EXERCISE PROMPT
A line below contains "and transcript types.", and a later one contains "sender in a transcript.". Repeat both, with every line between them, exactly.

Start of Block

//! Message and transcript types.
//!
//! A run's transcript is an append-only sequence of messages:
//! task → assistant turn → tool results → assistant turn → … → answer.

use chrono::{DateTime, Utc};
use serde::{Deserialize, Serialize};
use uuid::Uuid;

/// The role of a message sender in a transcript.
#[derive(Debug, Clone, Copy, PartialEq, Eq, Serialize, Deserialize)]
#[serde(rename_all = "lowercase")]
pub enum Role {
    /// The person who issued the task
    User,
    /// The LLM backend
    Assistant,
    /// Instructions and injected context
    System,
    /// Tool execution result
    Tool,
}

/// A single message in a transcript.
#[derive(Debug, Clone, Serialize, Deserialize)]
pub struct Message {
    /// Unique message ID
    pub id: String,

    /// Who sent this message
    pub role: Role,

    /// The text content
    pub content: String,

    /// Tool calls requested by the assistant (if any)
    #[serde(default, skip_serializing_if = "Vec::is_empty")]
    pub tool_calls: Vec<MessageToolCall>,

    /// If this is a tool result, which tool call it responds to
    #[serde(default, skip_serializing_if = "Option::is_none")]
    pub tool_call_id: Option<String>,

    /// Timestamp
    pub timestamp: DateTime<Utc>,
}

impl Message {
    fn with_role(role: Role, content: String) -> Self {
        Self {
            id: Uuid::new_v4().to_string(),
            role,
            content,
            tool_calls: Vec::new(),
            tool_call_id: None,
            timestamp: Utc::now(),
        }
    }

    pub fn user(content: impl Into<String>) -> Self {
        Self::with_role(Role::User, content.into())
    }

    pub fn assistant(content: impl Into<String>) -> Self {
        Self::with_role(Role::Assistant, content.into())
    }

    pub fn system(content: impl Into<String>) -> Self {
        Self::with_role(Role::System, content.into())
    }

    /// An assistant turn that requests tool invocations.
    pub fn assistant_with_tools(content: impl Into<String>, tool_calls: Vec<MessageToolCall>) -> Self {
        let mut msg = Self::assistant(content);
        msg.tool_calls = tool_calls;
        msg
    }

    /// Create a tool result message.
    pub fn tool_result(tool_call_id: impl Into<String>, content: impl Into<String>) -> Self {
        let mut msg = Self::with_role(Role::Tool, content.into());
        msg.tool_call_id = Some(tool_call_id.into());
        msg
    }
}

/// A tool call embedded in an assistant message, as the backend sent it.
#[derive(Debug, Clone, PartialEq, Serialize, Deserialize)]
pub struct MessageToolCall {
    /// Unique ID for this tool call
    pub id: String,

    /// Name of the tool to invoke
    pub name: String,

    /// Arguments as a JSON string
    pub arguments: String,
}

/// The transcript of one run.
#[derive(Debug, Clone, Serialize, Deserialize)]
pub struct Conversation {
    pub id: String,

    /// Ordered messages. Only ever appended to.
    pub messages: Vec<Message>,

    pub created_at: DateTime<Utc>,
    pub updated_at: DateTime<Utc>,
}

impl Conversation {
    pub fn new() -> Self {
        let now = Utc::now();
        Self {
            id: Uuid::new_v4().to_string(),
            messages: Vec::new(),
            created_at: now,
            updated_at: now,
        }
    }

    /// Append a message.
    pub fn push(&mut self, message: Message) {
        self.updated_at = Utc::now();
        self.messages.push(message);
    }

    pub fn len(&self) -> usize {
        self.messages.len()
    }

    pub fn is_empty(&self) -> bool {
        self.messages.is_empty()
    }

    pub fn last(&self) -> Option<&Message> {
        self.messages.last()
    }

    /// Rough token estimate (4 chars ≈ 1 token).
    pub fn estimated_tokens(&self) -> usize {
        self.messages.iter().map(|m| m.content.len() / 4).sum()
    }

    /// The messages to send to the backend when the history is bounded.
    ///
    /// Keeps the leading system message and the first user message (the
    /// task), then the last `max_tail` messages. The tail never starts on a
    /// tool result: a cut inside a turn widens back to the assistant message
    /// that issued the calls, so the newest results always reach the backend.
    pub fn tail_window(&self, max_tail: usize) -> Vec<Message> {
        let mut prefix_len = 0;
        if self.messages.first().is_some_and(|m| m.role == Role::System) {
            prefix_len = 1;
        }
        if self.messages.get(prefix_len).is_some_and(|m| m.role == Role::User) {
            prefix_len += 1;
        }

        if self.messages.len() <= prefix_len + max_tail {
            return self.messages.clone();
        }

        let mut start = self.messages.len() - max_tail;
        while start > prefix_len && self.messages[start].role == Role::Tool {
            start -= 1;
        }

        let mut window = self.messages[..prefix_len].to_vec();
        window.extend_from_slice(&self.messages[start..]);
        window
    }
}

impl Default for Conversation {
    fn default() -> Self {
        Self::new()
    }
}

End of Block
Start of Block

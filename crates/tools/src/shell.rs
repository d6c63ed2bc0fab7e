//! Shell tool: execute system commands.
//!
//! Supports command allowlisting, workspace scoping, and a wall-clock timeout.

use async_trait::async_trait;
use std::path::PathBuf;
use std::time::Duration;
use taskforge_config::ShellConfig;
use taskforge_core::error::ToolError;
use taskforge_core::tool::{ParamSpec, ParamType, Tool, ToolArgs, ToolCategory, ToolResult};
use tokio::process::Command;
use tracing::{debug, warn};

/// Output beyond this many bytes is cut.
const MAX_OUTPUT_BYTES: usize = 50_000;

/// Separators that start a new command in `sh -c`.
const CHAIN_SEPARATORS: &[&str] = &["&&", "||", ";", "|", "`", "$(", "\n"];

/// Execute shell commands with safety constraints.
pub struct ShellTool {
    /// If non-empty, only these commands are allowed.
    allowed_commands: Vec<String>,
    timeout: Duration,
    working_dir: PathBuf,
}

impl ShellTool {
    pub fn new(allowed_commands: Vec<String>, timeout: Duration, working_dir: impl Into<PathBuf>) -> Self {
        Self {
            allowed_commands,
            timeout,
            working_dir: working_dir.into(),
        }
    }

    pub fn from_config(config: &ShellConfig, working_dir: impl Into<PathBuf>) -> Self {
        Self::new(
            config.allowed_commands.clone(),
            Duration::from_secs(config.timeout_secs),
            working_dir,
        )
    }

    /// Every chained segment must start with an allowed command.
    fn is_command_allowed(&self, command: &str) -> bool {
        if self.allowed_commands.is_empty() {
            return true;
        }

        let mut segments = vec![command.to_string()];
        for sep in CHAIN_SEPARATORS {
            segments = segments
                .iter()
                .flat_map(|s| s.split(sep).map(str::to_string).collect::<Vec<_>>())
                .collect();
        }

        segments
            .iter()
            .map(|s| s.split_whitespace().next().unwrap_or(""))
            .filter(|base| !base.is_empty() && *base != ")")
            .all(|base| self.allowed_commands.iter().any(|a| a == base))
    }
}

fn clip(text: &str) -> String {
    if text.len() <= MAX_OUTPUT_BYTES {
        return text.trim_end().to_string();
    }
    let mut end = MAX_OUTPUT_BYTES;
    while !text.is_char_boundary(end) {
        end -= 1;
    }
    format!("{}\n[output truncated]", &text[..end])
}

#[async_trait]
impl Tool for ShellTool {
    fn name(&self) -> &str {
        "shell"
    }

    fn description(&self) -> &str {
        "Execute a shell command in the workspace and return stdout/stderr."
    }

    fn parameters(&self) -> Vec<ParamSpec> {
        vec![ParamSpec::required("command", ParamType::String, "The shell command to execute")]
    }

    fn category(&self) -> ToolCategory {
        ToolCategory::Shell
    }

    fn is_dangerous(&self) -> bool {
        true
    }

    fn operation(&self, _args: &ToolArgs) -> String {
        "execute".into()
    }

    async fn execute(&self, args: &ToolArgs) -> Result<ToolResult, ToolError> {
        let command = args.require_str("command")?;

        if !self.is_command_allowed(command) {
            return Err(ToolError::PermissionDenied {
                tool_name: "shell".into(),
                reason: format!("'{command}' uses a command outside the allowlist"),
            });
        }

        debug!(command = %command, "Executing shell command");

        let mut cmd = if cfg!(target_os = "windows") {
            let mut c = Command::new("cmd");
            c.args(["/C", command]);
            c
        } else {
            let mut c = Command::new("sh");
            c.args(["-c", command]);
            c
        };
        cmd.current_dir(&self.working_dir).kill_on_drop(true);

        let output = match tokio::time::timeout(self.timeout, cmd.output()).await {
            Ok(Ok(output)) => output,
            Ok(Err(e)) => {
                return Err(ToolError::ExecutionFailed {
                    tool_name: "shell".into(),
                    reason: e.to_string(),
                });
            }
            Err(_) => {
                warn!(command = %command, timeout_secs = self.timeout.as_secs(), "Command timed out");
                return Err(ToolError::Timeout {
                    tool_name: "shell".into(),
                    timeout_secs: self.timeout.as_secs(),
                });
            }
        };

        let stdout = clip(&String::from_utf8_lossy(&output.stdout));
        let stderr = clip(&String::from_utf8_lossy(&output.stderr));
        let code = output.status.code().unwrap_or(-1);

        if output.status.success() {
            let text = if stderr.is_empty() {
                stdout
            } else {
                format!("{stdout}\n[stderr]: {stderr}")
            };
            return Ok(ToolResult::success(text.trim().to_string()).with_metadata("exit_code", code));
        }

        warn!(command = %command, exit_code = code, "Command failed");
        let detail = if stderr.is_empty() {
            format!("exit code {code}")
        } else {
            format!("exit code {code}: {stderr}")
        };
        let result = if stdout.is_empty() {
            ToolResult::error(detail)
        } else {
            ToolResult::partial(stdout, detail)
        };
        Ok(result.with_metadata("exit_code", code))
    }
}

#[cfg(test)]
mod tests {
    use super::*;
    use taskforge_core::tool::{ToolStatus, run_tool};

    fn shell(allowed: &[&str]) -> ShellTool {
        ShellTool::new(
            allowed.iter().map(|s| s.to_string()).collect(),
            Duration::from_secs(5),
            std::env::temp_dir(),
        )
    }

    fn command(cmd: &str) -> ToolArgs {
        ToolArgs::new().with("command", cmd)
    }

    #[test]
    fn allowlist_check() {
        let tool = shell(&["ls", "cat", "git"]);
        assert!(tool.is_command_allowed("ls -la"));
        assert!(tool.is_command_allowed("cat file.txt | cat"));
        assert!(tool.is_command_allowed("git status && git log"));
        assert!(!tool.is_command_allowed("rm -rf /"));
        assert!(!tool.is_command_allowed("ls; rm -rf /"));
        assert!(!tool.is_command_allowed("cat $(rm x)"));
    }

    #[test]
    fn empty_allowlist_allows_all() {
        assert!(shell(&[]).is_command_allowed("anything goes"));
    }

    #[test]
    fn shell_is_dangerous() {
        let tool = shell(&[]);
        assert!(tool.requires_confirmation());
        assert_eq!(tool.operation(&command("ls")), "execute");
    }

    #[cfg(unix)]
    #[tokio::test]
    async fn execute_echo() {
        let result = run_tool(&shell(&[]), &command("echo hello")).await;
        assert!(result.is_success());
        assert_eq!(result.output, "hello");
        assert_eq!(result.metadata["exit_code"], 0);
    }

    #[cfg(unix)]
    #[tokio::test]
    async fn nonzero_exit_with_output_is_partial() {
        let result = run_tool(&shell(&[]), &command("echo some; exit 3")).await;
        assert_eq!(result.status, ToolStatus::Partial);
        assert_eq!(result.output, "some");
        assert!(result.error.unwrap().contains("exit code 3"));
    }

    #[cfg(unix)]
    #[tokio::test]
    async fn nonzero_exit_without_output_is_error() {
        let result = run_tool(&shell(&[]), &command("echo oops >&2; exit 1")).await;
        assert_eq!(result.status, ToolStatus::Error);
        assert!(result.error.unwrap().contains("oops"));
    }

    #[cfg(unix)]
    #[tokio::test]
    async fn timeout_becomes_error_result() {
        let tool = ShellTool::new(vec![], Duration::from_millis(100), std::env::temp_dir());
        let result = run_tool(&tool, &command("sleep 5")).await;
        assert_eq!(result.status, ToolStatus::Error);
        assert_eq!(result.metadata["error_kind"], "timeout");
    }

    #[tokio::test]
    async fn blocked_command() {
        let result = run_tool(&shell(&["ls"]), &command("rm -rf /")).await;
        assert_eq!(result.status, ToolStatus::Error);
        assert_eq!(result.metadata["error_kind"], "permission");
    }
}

End of Block

ANSWER
//! Message and transcript types.
//!
//! A run's transcript is an append-only sequence of messages:
//! task → assistant turn → tool results → assistant turn → … → answer.

use chrono::{DateTime, Utc};
use serde::{Deserialize, Serialize};
use uuid::Uuid;

/// The role of a message sender in a transcript.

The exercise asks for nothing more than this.